The transcriptional regulation of the cyclooxygenase-two gene is the focus of this dissertation. An important feature of the carcinogenic process of the colon involves the constitutive activation of the cyclooxgenase-2 (COX-2) gene instead of its typical mode of induction by growth factors, tumor promoters, and inflammatory cytokines. Here we test the role that a basal regulatory protein Pontin52 plays in this process along with another protein, LEF-1, which is important in Wnt signaling. We find that overexpression of LEF-1 cDNA is sufficient to increase cyclooxygenase-2 promoter activity 1.8-fold by a reporter assay. Similarly, overexpression of Pontin52 increases COX-2 promoter activity 3- to 5-fold; a strong synergistic response is observed with the overexpression of LEF-1 and Pontin52 together. Deregulation of Wnt pathway proteins, LEF-1 and Pontin52, therefore, contributes to the up-regulation of COX-2 transcriptionally. Increased mRNA levels for COX-2 and Pontin52 are observed for cancer tissues as compared to normal colonic mucosa by RT-PCR and in situ hybridization. COX-2 is a downstream target of Wnt and TGF-beta; pathways.

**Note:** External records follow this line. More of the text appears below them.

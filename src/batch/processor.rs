use std::collections::{HashMap, HashSet};
use std::path::PathBuf;
use std::sync::Arc;
use std::time::Duration;
use tracing::{error, info, warn};
use uuid::Uuid;

use super::artifacts::{ArtifactStore, ResponseRecord};
use super::fingerprint::fingerprint;
use super::progress::{BatchProgress, ItemState};
use crate::config::{Config, DecodingParams};
use crate::error::ArtifactError;
use crate::evaluation::labels::extract_json;
use crate::metrics::{MetricsSnapshot, RunMetrics};
use crate::ollama::{ChatRequest, OllamaClient};

#[derive(Debug, Clone, Copy, PartialEq)]
pub struct BatchOptions {
    pub resume: bool,
    pub save_raw: bool,
    /// Pause after each remote call, except after the last item.
    pub delay: Duration,
    pub decoding: DecodingParams,
}

impl BatchOptions {
    pub fn from_config(config: &Config) -> Self {
        Self {
            resume: config.resume,
            save_raw: config.save_raw,
            delay: config.delay,
            decoding: config.decoding,
        }
    }
}

#[derive(Debug, Clone)]
pub struct BatchOutcome {
    pub run_id: Uuid,
    /// Distinct prompt ids of this input list present in the summary.
    pub processed_count: usize,
    pub total_count: usize,
    pub summary_location: PathBuf,
    pub records: Vec<ResponseRecord>,
    /// Counter movement during this run only.
    pub metrics: MetricsSnapshot,
}

/// Sequential, checkpointed run over a prompt list. Each item's result is on
/// disk, and the summary rewritten, before the next item starts.
///
/// One processor per output directory: concurrent runs against the same
/// directory may interleave writes.
pub struct BatchProcessor {
    client: Arc<OllamaClient>,
    store: ArtifactStore,
    options: BatchOptions,
    metrics: Arc<RunMetrics>,
}

impl BatchProcessor {
    pub fn new(
        client: Arc<OllamaClient>,
        store: ArtifactStore,
        options: BatchOptions,
        metrics: Arc<RunMetrics>,
    ) -> Self {
        Self {
            client,
            store,
            options,
            metrics,
        }
    }

    pub async fn run(
        &self,
        model: &str,
        system_prompt: Option<&str>,
        prompts: &[String],
    ) -> Result<BatchOutcome, ArtifactError> {
        let run_id = Uuid::new_v4();
        let total = prompts.len();
        let before = self.metrics.snapshot();

        self.store.prepare(self.options.save_raw).await?;

        let mut summary = if self.options.resume {
            self.store.load_summary().await
        } else {
            Vec::new()
        };
        let mut processed_ids: HashSet<usize> = summary.iter().map(|r| r.prompt_id).collect();
        let existing: HashMap<String, PathBuf> = if self.options.resume {
            self.store.scan().await
        } else {
            HashMap::new()
        };

        info!(
            run_id = %run_id,
            model = %model,
            total,
            already_processed = processed_ids.len(),
            "Starting batch run"
        );

        let mut progress = BatchProgress::new(run_id, total);

        for (index, prompt) in prompts.iter().enumerate() {
            let prompt_id = index + 1;
            let is_last = index + 1 == total;

            if self.options.resume && processed_ids.contains(&prompt_id) {
                info!(run_id = %run_id, prompt_id, "Skipping prompt {}/{}: already in summary", prompt_id, total);
                progress.transition(prompt_id, ItemState::SkippedResumed);
                self.metrics.record_resumed();
                continue;
            }

            let fp = fingerprint(prompt);

            if let Some(path) = existing.get(&fp) {
                match self.store.read_artifact(path).await {
                    Ok(text) => {
                        info!(
                            run_id = %run_id,
                            prompt_id,
                            fingerprint = %fp,
                            "Reusing existing artifact {}",
                            path.display()
                        );
                        summary.push(ResponseRecord {
                            prompt_id,
                            prompt_content: prompt.clone(),
                            response_is_structured: extract_json(&text).is_some(),
                            response_text: text,
                            artifact_path: path.display().to_string(),
                        });
                        processed_ids.insert(prompt_id);
                        self.store.save_summary(&summary).await?;
                        progress.transition(prompt_id, ItemState::SkippedCached);
                        self.metrics.record_cached();
                        continue;
                    }
                    Err(e) => {
                        warn!(
                            run_id = %run_id,
                            prompt_id,
                            fingerprint = %fp,
                            "Existing artifact unreadable, calling the model instead: {}",
                            e
                        );
                    }
                }
            }

            info!(
                run_id = %run_id,
                prompt_id,
                fingerprint = %fp,
                "Processing prompt {}/{}: {}",
                prompt_id,
                total,
                preview(prompt)
            );
            progress.transition(prompt_id, ItemState::Calling);

            let mut request =
                ChatRequest::new(model, prompt.as_str()).with_decoding(self.options.decoding);
            if let Some(system) = system_prompt {
                request = request.with_system(system);
            }

            match self.client.send_full(&request).await {
                Ok(reply) => {
                    if self.options.save_raw {
                        self.store.write_raw(prompt_id, &fp, &reply.raw).await?;
                    }

                    let (body, structured) = match extract_json(&reply.content) {
                        Some(value) => {
                            let pretty = serde_json::to_string_pretty(&value).map_err(|source| {
                                ArtifactError::Serialize {
                                    what: "structured reply",
                                    source,
                                }
                            })?;
                            (pretty, true)
                        }
                        None => {
                            warn!(
                                run_id = %run_id,
                                prompt_id,
                                fingerprint = %fp,
                                "Reply is not structured, saving it verbatim"
                            );
                            (reply.content.clone(), false)
                        }
                    };

                    let path = self.store.artifact_path(prompt_id, &fp);
                    self.store.write_artifact(&path, &body).await?;

                    summary.push(ResponseRecord {
                        prompt_id,
                        prompt_content: prompt.clone(),
                        response_text: body,
                        response_is_structured: structured,
                        artifact_path: path.display().to_string(),
                    });
                    processed_ids.insert(prompt_id);
                    self.store.save_summary(&summary).await?;

                    progress.transition(prompt_id, ItemState::Persisted);
                    self.metrics.record_persisted();
                }
                Err(e) => {
                    error!(
                        run_id = %run_id,
                        prompt_id,
                        fingerprint = %fp,
                        status = ?e.status(),
                        "Failed to process prompt: {}",
                        e
                    );
                    progress.transition(prompt_id, ItemState::Failed);
                    self.metrics.record_failed();
                }
            }

            if !is_last && !self.options.delay.is_zero() {
                tokio::time::sleep(self.options.delay).await;
            }
        }

        if !summary.is_empty() {
            self.store.save_summary(&summary).await?;
        }
        progress.finish();

        let processed_count = processed_ids
            .iter()
            .filter(|id| (1..=total).contains(*id))
            .count();

        Ok(BatchOutcome {
            run_id,
            processed_count,
            total_count: total,
            summary_location: self.store.summary_path(),
            records: summary,
            metrics: self.metrics.snapshot().since(&before),
        })
    }
}

fn preview(prompt: &str) -> String {
    let mut out: String = prompt.chars().take(50).collect();
    if prompt.chars().count() > 50 {
        out.push_str("...");
    }
    out
}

We find that the COX-2 promoter is activated synergistically by the overexpression of LEF-1/beta-catenin, and a constitutively active TGF-beta; type I receptor. Mutational analysis of putative Smad and LEF-1 binding sites suggests that the effect mediated on the COX-2 promoter is through basal transcriptional machinery proteins. Thus, a downstream consequence of dysregulation is the overexpression of COX-2 which then contributes to the carcinogenic potential of the cell. Additionally, we test the role of a variant allele of the COX-2 promoter in transcriptional regulation. Although a significantly higher frequency of homozygosity for the variant allele is found in colon cancer cell lines as compared to a collection of random parent DNAs in the Utah and CEPH family sets, no increased frequency of homozygosity is observed in a tissue analysis of normal mucosa, polyp, and colon cancer DNA. The presence of this variant allele, therefore, plays no role in conferring an increased susceptibility in developing colon carcinoma and fails to increase promoter activity. Finally, models are proposed to address the mechanisms by which these regulatory proteins act to effect the COX-2 promoter.